§ **Task prompt**: Copy every line of the data that contains the string "impl".

(Collected data)
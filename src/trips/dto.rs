use serde::{Deserialize, Serialize};
use time::OffsetDateTime;
use uuid::Uuid;

use crate::trips::repo::{ItineraryStep, PointOfInterest, Trip};

/// Characters of itinerary description shown to non-premium callers.
const ITINERARY_PREVIEW_CHARS: usize = 100;
/// Characters of point-of-interest description shown to non-premium callers.
const POI_PREVIEW_CHARS: usize = 80;
/// Points of interest shown to non-premium callers.
const POI_PREVIEW_COUNT: usize = 2;

#[derive(Debug, Deserialize)]
pub struct TripQuery {
    #[serde(default = "default_page")]
    pub page: i64,
    #[serde(default = "default_limit")]
    pub limit: i64,
    pub country: Option<String>,
    pub is_premium: Option<bool>,
}

#[derive(Debug, Deserialize)]
pub struct PopularQuery {
    #[serde(default = "default_popular_limit")]
    pub limit: i64,
}

fn default_page() -> i64 {
    1
}
fn default_limit() -> i64 {
    10
}
fn default_popular_limit() -> i64 {
    3
}

#[derive(Debug, Serialize)]
pub struct PaginationMeta {
    pub current_page: i64,
    pub total_pages: i64,
    pub total_items: i64,
    pub has_next: bool,
    pub has_prev: bool,
}

impl PaginationMeta {
    pub fn new(page: i64, limit: i64, total: i64) -> Self {
        let total_pages = if limit > 0 {
            (total + limit - 1) / limit
        } else {
            0
        };
        Self {
            current_page: page,
            total_pages,
            total_items: total,
            has_next: page * limit < total,
            has_prev: page > 1,
        }
    }
}

/// Summary shape used by the public listings.
#[derive(Debug, Serialize)]
pub struct TripListItem {
    pub id: Uuid,
    pub title: String,
    pub image: String,
    pub country: String,
    pub description: String,
    pub duration: i32,
    pub budget_amount: f64,
    pub budget_currency: String,
    pub best_season: String,
    pub is_premium: bool,
    pub tags: Vec<String>,
    pub views: i64,
}

impl From<Trip> for TripListItem {
    fn from(trip: Trip) -> Self {
        Self {
            id: trip.id,
            title: trip.title,
            image: trip.image,
            country: trip.country,
            description: trip.description,
            duration: trip.duration,
            budget_amount: trip.budget_amount,
            budget_currency: trip.budget_currency,
            best_season: trip.best_season,
            is_premium: trip.is_premium,
            tags: trip.tags,
            views: trip.views,
        }
    }
}

#[derive(Debug, Serialize)]
pub struct TripListResponse {
    pub trips: Vec<TripListItem>,
    pub pagination: PaginationMeta,
}

#[derive(Debug, Serialize)]
pub struct PremiumNotice {
    pub message: String,
    pub call_to_action: String,
    pub missing_features: Vec<String>,
}

impl PremiumNotice {
    fn new() -> Self {
        Self {
            message: "some information is reserved for premium users".into(),
            call_to_action: "subscribe to unlock the full itinerary, the interactive map and expert tips".into(),
            missing_features: vec![
                "full itinerary".into(),
                "interactive map".into(),
                "expert tips".into(),
                "all points of interest".into(),
            ],
        }
    }
}

#[derive(Debug, Serialize)]
pub struct TripDetails {
    pub id: Uuid,
    pub user_id: Uuid,
    pub title: String,
    pub slug: String,
    pub description: String,
    pub image: String,
    pub country: String,
    pub duration: i32,
    pub budget_amount: f64,
    pub budget_currency: String,
    pub best_season: String,
    pub is_premium: bool,
    pub is_published: bool,
    pub tags: Vec<String>,
    pub points_of_interest: Vec<PointOfInterest>,
    pub itinerary: Vec<ItineraryStep>,
    pub views: i64,
    pub created_at: OffsetDateTime,
    pub updated_at: OffsetDateTime,
    #[serde(skip_serializing_if = "Option::is_none")]
    pub premium_notice: Option<PremiumNotice>,
}

fn truncate_preview(text: &str, max_chars: usize) -> String {
    if text.chars().count() <= max_chars {
        return text.to_string();
    }
    let cut: String = text.chars().take(max_chars).collect();
    format!("{cut}...")
}

impl TripDetails {
    /// Full details for premium-entitled callers; a stripped preview with a
    /// premium notice otherwise.
    pub fn from_trip(trip: Trip, premium_access: bool) -> Self {
        let gated = trip.is_premium && !premium_access;

        let points_of_interest = if gated {
            trip.points_of_interest
                .0
                .into_iter()
                .take(POI_PREVIEW_COUNT)
                .map(|poi| PointOfInterest {
                    description: truncate_preview(&poi.description, POI_PREVIEW_CHARS),
                    ..poi
                })
                .collect()
        } else {
            trip.points_of_interest.0
        };

        let itinerary = if gated {
            trip.itinerary
                .0
                .into_iter()
                .map(|step| ItineraryStep {
                    description: truncate_preview(&step.description, ITINERARY_PREVIEW_CHARS),
                    ..step
                })
                .collect()
        } else {
            trip.itinerary.0
        };

        Self {
            id: trip.id,
            user_id: trip.user_id,
            title: trip.title,
            slug: trip.slug,
            description: trip.description,
            image: trip.image,
            country: trip.country,
            duration: trip.duration,
            budget_amount: trip.budget_amount,
            budget_currency: trip.budget_currency,
            best_season: trip.best_season,
            is_premium: trip.is_premium,
            is_published: trip.is_published,
            tags: trip.tags,
            points_of_interest,
            itinerary,
            views: trip.views,
            created_at: trip.created_at,
            updated_at: trip.updated_at,
            premium_notice: gated.then(PremiumNotice::new),
        }
    }
}

#[derive(Debug, Serialize)]
pub struct ViewsResponse {
    pub views: i64,
}

#[cfg(test)]
mod tests {
    use super::*;
    use sqlx::types::Json;

    fn premium_trip() -> Trip {
        Trip {
            id: Uuid::new_v4(),
            user_id: Uuid::new_v4(),
            title: "Iceland Ring Road".into(),
            slug: "iceland-ring-road-1".into(),
            description: "A loop around the island".into(),
            image: "/placeholder.svg".into(),
            country: "Iceland".into(),
            duration: 10,
            budget_amount: 2500.0,
            budget_currency: "EUR".into(),
            best_season: "summer".into(),
            is_premium: true,
            is_published: true,
            tags: vec!["nature".into()],
            points_of_interest: Json(vec![
                PointOfInterest {
                    name: format!("poi-{}", 1),
                    description: "d".repeat(200),
                    image: "/placeholder.svg".into(),
                },
                PointOfInterest {
                    name: format!("poi-{}", 2),
                    description: "short".into(),
                    image: "/placeholder.svg".into(),
                },
                PointOfInterest {
                    name: format!("poi-{}", 3),
                    description: "hidden".into(),
                    image: "/placeholder.svg".into(),
                },
            ]),
            itinerary: Json(vec![ItineraryStep {
                day: 1,
                title: "Reykjavik".into(),
                description: "x".repeat(150),
                overnight: true,
            }]),
            views: 42,
            created_at: OffsetDateTime::UNIX_EPOCH,
            updated_at: OffsetDateTime::UNIX_EPOCH,
        }
    }

    #[test]
    fn standard_callers_get_a_stripped_preview() {
        let details = TripDetails::from_trip(premium_trip(), false);

        assert_eq!(details.points_of_interest.len(), 2);
        assert!(details.points_of_interest[0].description.ends_with("..."));
        assert_eq!(details.points_of_interest[0].description.chars().count(), 83);
        assert_eq!(details.points_of_interest[1].description, "short");

        assert!(details.itinerary[0].description.ends_with("..."));
        assert_eq!(details.itinerary[0].description.chars().count(), 103);
        assert!(details.itinerary[0].overnight);

        assert!(details.premium_notice.is_some());
    }

    #[test]
    fn premium_callers_get_everything() {
        let details = TripDetails::from_trip(premium_trip(), true);
        assert_eq!(details.points_of_interest.len(), 3);
        assert_eq!(details.itinerary[0].description.len(), 150);
        assert!(details.premium_notice.is_none());
    }

    #[test]
    fn free_trips_are_never_gated() {
        let mut trip = premium_trip();
        trip.is_premium = false;
        let details = TripDetails::from_trip(trip, false);
        assert_eq!(details.points_of_interest.len(), 3);
        assert!(details.premium_notice.is_none());
    }

    #[test]
    fn short_descriptions_are_not_padded() {
        assert_eq!(truncate_preview("short", 100), "short");
        let long = "a".repeat(120);
        let preview = truncate_preview(&long, 100);
        assert_eq!(preview.chars().count(), 103);
    }

    #[test]
    fn pagination_meta_counts_pages() {
        let meta = PaginationMeta::new(2, 10, 25);
        assert_eq!(meta.total_pages, 3);
        assert!(meta.has_next);
        assert!(meta.has_prev);

        let last = PaginationMeta::new(3, 10, 25);
        assert!(!last.has_next);
    }
}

§ **Solution to this exercise**:
impl PaginationMeta {
impl From<Trip> for TripListItem {
impl PremiumNotice {
impl TripDetails {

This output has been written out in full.